Source: We Haven’t Made Alien Contact Yet Because Humans Are Boring Astronomers, Even Solomonides and Yervant Terzian, will be presenting a study at this month’s American Astronomical Society that claims Earthlings shouldn’t expect to hear from aliens for another 1,500 years. The reasons? Because the Milky Way Galaxy is enormous, and humanity, by comparison, is nothing special. The Cornell University researchers rectified the Fermi Paradox (suggesting that we should have made alien contact by now) with the 500 year-old Mediocrity Principal that states, according to mathematician Copernicus, that there is nothing extraordinary about Earth or our place in the cosmic balance of things. Bob Wilson
Thought this would concern a soon-to-be released movie. Earth's emitted radio/TV sphere, now >50 light years in radius is less of A Thing than one might suppose. One over r squared really bites. Listeners having Arecibo-class equipment could have detected it out to 3 light years. Further out, so sorry. If life->civilizations is common, it should be so where planets are common, which is to say, not here. Middle third of galaxy instead. This leads to the notion that They are There, but we just have not yet heard. So, keep listening, at all frequencies and (appropriate) directions. For transmitting, I don't see the point, but others have made it a rallying cry. Lacking >lightspeed travel, we will only ever converse. Not visit. Out here in 'the sticks', conversations will have long latencies. All that 'not for another 1500 years' talk presumes start dates for other civilizations that are simply not in evidence. Having >lightspeed travel, they will visit eventually, but not necessarily soon. This is where Mediocrity kicks in. The idea of Human Uniqueness in this galaxy seems really improbable to me. But until evidence appears, even absurd hypotheses have a place on the table. PS: When they chat or arrive, lose the term "Aliens" as (a) it's wrong and (b) no point in making gratuitous insults.
The movie, about which this thread is not: This is what meeting aliens might really be like | Ars Technica
For humans, for stars, for matter, for photons. This galaxy (universe) is either one where superluminal travel is possible, or it is not. In the case of 'not', they ain't coming.
If this is a 'no faster travel' universe, I am not expecting ET arrival. Others may be. If this is a 'faster travel' universe, I suppose there is a lot of hob-nobbing to be done in the middle third of the galaxy. At some point, they would venture to the 'rural' outer third. I have no basis to suggest otherwise. Nor any to suggest when it might happen.

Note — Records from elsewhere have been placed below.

//! Error types.

use thiserror::Error;

/// A task in a [`TaskList`](crate::TaskList) panicked with a message payload.
///
/// Collected errors are `anyhow::Error`s; downcast to this type to tell a
/// panic message apart from an error value the task panicked with.
#[derive(Debug, Clone, PartialEq, Eq, Error)]
#[error("panic: {message}")]
pub struct TaskPanic {
    message: String,
}

impl TaskPanic {
    /// Creates a panic error from a message.
    pub fn new(message: impl Into<String>) -> Self {
        Self {
            message: message.into(),
        }
    }

    /// The panic message.
    pub fn message(&self) -> &str {
        &self.message
    }
}

/// Invalid lock configuration.
#[derive(Debug, Error)]
pub enum ConfigError {
    /// A zero timeout would fail every contended acquisition.
    #[error("lock timeout must be non-zero")]
    ZeroTimeout,
    /// An environment variable did not hold whole milliseconds.
    #[error("invalid {var} value {value:?}: expected whole milliseconds")]
    InvalidEnv {
        /// Variable name.
        var: &'static str,
        /// The rejected value.
        value: String,
    },
    /// Malformed JSON configuration.
    #[error("malformed lock configuration: {0}")]
    Json(#[from] serde_json::Error),
}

agreed. there's no basis for expecting something, or nothing. except, what about those crop circles...
Within physiological and engineering limits, people can be very clever. Crop circle - Wikipedia, the free encyclopedia In (science) fiction writing, great cleverness can be expressed without regard to physiological and engineering limits. Seems perfectly fine to me, except if one blurs such limits in real life. Or (as a gratuitous insult to my conversant here) supposes that such limits apply particularly to humans.
A great many crop circles have the stalks bent by some technology that I don't understand. Do a little investigating and it will become clear that crop circles not made with stomping boards (which is nearly all the exotic ones) use a very sophisticated bending technology. The "cleverness" you mentioned is a lot more impressive once you discover this aspect of crop circles. PS. cropcircleconnector.com is a fun site to see.
With only one example of biological evolution (this one), no general conclusions can be drawn. What we have here is a planet that spent ~ 3/4 of its biological time with single-celled procaryotes. The more recent 1/4 time has multicellular, differentiated cell functions. This led to really big beasts (previous dinosaur overlords) and cognition/civilization (current primate overlords). This may be important for ET and timing. If procaryote-only period could be shorter (even slightly shorter in relative terms), a biological planet could reach civilization stage a whole lot faster. Thus (admitting fast travel), dropped by here a really long time ago. This is a common sci fi starting point. If they did drop by, and chose not to leave evidence, we'd never know about it. If evidence left behind were subtle, we might not yet have perceived it. I think Earth would have been a dandy tourist spot during dino-times. In many regards more interesting than now. Plus the whole 'prime directive' thing does not kick in before there is a local civilization (right?). If there has not been visit during the most recent 2000 (ish) years of record keeping, that really does not prove much in light of much longer times.